(Stored items)
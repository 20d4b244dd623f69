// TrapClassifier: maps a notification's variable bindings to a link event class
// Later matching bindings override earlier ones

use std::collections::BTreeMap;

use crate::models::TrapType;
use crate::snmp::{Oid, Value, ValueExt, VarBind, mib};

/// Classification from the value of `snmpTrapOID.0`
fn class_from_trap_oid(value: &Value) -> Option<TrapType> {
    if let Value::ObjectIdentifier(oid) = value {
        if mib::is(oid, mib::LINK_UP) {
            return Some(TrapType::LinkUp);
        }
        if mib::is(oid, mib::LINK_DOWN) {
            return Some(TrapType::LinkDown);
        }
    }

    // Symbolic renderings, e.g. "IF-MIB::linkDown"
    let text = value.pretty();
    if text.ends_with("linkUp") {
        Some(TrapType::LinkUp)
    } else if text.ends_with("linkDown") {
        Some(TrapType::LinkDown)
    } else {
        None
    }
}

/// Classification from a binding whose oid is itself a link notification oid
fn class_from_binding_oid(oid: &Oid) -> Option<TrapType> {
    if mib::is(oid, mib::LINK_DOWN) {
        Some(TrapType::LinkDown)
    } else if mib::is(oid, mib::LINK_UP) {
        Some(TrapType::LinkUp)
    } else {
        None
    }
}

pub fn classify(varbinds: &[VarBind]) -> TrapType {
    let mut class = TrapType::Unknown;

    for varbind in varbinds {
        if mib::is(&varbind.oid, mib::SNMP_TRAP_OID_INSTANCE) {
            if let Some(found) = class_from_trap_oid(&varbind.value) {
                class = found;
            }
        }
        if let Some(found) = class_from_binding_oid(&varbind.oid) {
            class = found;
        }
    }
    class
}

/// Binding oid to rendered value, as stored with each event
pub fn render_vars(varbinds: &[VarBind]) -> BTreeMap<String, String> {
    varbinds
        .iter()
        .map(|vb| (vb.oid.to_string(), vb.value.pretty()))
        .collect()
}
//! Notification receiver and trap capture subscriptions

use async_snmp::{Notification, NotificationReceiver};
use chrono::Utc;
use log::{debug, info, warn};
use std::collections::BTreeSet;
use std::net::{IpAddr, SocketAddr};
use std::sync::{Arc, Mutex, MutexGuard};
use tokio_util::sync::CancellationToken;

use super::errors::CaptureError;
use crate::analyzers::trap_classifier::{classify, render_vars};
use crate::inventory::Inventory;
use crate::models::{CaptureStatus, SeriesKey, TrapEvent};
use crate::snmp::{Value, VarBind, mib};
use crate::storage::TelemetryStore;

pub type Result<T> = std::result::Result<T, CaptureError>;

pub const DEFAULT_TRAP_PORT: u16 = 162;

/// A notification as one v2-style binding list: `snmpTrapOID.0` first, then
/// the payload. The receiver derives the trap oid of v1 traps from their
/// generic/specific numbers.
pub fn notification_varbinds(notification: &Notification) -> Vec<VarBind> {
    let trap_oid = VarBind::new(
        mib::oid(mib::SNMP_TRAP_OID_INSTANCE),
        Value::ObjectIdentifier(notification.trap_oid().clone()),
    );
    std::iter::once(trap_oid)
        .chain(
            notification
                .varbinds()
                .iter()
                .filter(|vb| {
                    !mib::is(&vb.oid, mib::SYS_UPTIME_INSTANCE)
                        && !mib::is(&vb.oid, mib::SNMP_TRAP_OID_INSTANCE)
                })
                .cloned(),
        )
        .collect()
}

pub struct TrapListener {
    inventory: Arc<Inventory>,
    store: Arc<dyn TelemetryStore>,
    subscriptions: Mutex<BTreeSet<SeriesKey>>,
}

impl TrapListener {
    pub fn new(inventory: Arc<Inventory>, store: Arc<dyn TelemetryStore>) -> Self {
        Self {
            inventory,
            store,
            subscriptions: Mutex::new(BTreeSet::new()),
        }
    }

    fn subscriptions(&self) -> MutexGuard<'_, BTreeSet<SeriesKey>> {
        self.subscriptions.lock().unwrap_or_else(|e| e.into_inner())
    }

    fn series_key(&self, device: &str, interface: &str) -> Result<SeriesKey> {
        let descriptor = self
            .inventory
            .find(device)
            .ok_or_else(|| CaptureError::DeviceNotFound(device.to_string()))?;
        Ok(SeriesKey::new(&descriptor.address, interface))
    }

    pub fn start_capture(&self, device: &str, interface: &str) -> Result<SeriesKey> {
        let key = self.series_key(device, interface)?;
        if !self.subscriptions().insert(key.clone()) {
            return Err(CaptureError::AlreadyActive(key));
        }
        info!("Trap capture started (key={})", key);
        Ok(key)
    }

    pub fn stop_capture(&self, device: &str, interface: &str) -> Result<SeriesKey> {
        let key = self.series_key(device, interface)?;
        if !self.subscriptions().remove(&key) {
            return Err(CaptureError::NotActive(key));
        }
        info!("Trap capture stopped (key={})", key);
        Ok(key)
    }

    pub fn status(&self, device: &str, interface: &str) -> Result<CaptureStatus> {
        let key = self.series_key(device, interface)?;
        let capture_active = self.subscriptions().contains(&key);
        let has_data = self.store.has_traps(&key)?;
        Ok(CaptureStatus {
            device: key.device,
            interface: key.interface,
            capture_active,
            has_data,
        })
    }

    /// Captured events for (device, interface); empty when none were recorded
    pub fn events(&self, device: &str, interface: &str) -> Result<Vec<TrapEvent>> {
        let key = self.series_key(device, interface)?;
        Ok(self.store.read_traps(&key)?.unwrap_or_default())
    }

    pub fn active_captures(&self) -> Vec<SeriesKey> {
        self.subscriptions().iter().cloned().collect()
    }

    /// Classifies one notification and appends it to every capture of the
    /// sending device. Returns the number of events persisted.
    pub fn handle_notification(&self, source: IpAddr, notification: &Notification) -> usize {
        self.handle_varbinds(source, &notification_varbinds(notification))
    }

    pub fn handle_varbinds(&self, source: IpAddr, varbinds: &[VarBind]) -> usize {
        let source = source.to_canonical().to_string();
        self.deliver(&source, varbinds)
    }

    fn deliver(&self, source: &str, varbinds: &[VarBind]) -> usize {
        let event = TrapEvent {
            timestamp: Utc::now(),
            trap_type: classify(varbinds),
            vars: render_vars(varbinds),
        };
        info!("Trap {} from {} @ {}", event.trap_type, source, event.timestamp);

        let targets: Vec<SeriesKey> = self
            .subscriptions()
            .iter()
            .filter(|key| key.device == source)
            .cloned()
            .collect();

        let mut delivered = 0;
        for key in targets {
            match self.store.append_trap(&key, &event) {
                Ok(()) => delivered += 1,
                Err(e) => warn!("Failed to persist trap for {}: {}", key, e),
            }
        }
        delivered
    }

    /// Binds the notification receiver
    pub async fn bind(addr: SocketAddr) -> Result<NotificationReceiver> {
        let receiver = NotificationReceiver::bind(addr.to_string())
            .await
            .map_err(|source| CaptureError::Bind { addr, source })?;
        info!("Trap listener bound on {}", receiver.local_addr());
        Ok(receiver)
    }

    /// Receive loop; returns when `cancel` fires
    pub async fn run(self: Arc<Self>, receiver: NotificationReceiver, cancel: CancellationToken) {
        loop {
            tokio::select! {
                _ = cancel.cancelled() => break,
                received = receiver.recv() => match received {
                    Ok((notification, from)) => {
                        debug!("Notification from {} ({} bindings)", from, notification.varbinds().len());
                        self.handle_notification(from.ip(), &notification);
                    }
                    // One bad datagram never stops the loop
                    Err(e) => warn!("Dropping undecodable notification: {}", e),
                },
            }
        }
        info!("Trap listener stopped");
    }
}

Your task: Your reply should consist of one number: how many lines in the entries contain the string "cloned".

Your solution: 3